→ Task requirements: Your answer must contain each line of the data, copied exactly.

→ Supplied material:
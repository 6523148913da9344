//! Key hashing.
//!
//! A [`ConcurrentMap`][map-struct] turns every key into a 64-bit digest with a
//! [`KeyHasher`], and masks the digest with `capacity - 1` to select a bucket.
//! The hasher is chosen when the map is built and cannot be replaced
//! afterwards.
//!
//! Three kinds of hashers are provided:
//!
//! - [`DefaultKeyHasher`] hashes the keys that implement [`HashKey`] by their
//!   [`KeyShape`]: text by its UTF-8 bytes, integers by their big-endian byte
//!   representation, booleans to one of two fixed digests, and structured
//!   values by a serialized form of their content. The digests are
//!   deterministic across process runs.
//! - Any closure `Fn(&K) -> u64` is a `KeyHasher<K>`. This is the escape hatch
//!   for keys with no natural shape.
//! - [`BuildHasherAdapter`] lets any [`BuildHasher`] from the standard library or
//!   crates.io (such as `RandomState` or `ahash::RandomState`) hash keys that
//!   implement [`Hash`].
//!
//! A `KeyHasher` must be a pure, total function of the key: if `k1 == k2` then
//! `hash_key(k1) == hash_key(k2)`, for the whole lifetime of the map. Breaking
//! this is a logic error. The map will not panic or corrupt memory, but lookups
//! for the affected keys may miss and duplicate keys may be stored.
//!
//! [map-struct]: ../struct.ConcurrentMap.html

mod shape;
#[cfg(feature = "serde")]
mod structured;

pub use shape::{HashKey, KeyShape};
#[cfg(feature = "serde")]
pub use structured::Structured;

use std::hash::{BuildHasher, Hash, Hasher};

/// Computes the 64-bit digest a map uses to place a key of type `K`.
///
/// To look a key up by a borrowed form `Q` (for example, `&str` for a
/// `String` key), the hasher must also implement `KeyHasher<Q>` and produce
/// the same digest for both forms.
pub trait KeyHasher<K: ?Sized> {
    /// Returns the digest of `key`.
    fn hash_key(&self, key: &K) -> u64;
}

impl<K, F> KeyHasher<K> for F
where
    K: ?Sized,
    F: Fn(&K) -> u64,
{
    #[inline]
    fn hash_key(&self, key: &K) -> u64 {
        self(key)
    }
}

/// The default hasher of a `ConcurrentMap`. Dispatches on the [`KeyShape`] of
/// the key and digests it with XXH3.
///
/// `String` and `str` (and any other text key) produce the same digest, so
/// maps with `String` keys can be queried by `&str`.
#[derive(Clone, Copy, Debug, Default, PartialEq, Eq)]
pub struct DefaultKeyHasher;

impl<K> KeyHasher<K> for DefaultKeyHasher
where
    K: HashKey + ?Sized,
{
    #[inline]
    fn hash_key(&self, key: &K) -> u64 {
        key.shape().digest()
    }
}

/// Adapts a [`BuildHasher`] into a [`KeyHasher`] for keys implementing
/// [`Hash`].
///
/// Note that a randomly seeded `BuildHasher` produces different digests in
/// different processes. This is fine within one map, as the seed is fixed when
/// the adapter is created.
///
/// # Examples
///
/// ```rust
/// use stepmap::{hash::BuildHasherAdapter, ConcurrentMap};
/// use std::collections::hash_map::RandomState;
///
/// let map = ConcurrentMap::with_capacity_and_hasher(
///     64,
///     BuildHasherAdapter::new(RandomState::new()),
/// );
/// map.insert((1, 2), "pair");
/// assert_eq!(map.get(&(1, 2)), Some("pair"));
/// ```
#[derive(Clone, Debug, Default)]
pub struct BuildHasherAdapter<S> {
    build_hasher: S,
}

impl<S> BuildHasherAdapter<S> {
    pub fn new(build_hasher: S) -> Self {
        Self { build_hasher }
    }

    pub fn build_hasher(&self) -> &S {
        &self.build_hasher
    }
}

impl<K, S> KeyHasher<K> for BuildHasherAdapter<S>
where
    K: Hash + ?Sized,
    S: BuildHasher,
{
    #[inline]
    fn hash_key(&self, key: &K) -> u64 {
        let mut hasher = self.build_hasher.build_hasher();
        key.hash(&mut hasher);
        hasher.finish()
    }
}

→ Solution to the exercise:
repository 6523148913da9344
//! Key hashing.
//!
//! A [`ConcurrentMap`][map-struct] turns every key into a 64-bit digest with a
//! [`KeyHasher`], and masks the digest with `capacity - 1` to select a bucket.
//! The hasher is chosen when the map is built and cannot be replaced
//! afterwards.
//!
//! Three kinds of hashers are provided:
//!
//! - [`DefaultKeyHasher`] hashes the keys that implement [`HashKey`] by their
//!   [`KeyShape`]: text by its UTF-8 bytes, integers by their big-endian byte
//!   representation, booleans to one of two fixed digests, and structured
//!   values by a serialized form of their content. The digests are
//!   deterministic across process runs.
//! - Any closure `Fn(&K) -> u64` is a `KeyHasher<K>`. This is the escape hatch
//!   for keys with no natural shape.
//! - [`BuildHasherAdapter`] lets any [`BuildHasher`] from the standard library or
//!   crates.io (such as `RandomState` or `ahash::RandomState`) hash keys that
//!   implement [`Hash`].
//!
//! A `KeyHasher` must be a pure, total function of the key: if `k1 == k2` then
//! `hash_key(k1) == hash_key(k2)`, for the whole lifetime of the map. Breaking
//! this is a logic error. The map will not panic or corrupt memory, but lookups
//! for the affected keys may miss and duplicate keys may be stored.
//!
//! [map-struct]: ../struct.ConcurrentMap.html

mod shape;
#[cfg(feature = "serde")]
mod structured;

pub use shape::{HashKey, KeyShape};
#[cfg(feature = "serde")]
pub use structured::Structured;

use std::hash::{BuildHasher, Hash, Hasher};

/// Computes the 64-bit digest a map uses to place a key of type `K`.
///
/// To look a key up by a borrowed form `Q` (for example, `&str` for a
/// `String` key), the hasher must also implement `KeyHasher<Q>` and produce
/// the same digest for both forms.
pub trait KeyHasher<K: ?Sized> {
    /// Returns the digest of `key`.
    fn hash_key(&self, key: &K) -> u64;
}

impl<K, F> KeyHasher<K> for F
where
    K: ?Sized,
    F: Fn(&K) -> u64,
{
    #[inline]
    fn hash_key(&self, key: &K) -> u64 {
        self(key)
    }
}

/// The default hasher of a `ConcurrentMap`. Dispatches on the [`KeyShape`] of
/// the key and digests it with XXH3.
///
/// `String` and `str` (and any other text key) produce the same digest, so
/// maps with `String` keys can be queried by `&str`.
#[derive(Clone, Copy, Debug, Default, PartialEq, Eq)]
pub struct DefaultKeyHasher;

impl<K> KeyHasher<K> for DefaultKeyHasher
where
    K: HashKey + ?Sized,
{
    #[inline]
    fn hash_key(&self, key: &K) -> u64 {
        key.shape().digest()
    }
}

/// Adapts a [`BuildHasher`] into a [`KeyHasher`] for keys implementing
/// [`Hash`].
///
/// Note that a randomly seeded `BuildHasher` produces different digests in
/// different processes. This is fine within one map, as the seed is fixed when
/// the adapter is created.
///
/// # Examples
///
/// ```rust
/// use stepmap::{hash::BuildHasherAdapter, ConcurrentMap};
/// use std::collections::hash_map::RandomState;
///
/// let map = ConcurrentMap::with_capacity_and_hasher(
///     64,
///     BuildHasherAdapter::new(RandomState::new()),
/// );
/// map.insert((1, 2), "pair");
/// assert_eq!(map.get(&(1, 2)), Some("pair"));
/// ```
#[derive(Clone, Debug, Default)]
pub struct BuildHasherAdapter<S> {
    build_hasher: S,
}

impl<S> BuildHasherAdapter<S> {
    pub fn new(build_hasher: S) -> Self {
        Self { build_hasher }
    }

    pub fn build_hasher(&self) -> &S {
        &self.build_hasher
    }
}

impl<K, S> KeyHasher<K> for BuildHasherAdapter<S>
where
    K: Hash + ?Sized,
    S: BuildHasher,
{
    #[inline]
    fn hash_key(&self, key: &K) -> u64 {
        let mut hasher = self.build_hasher.build_hasher();
        key.hash(&mut hasher);
        hasher.finish()
    }
}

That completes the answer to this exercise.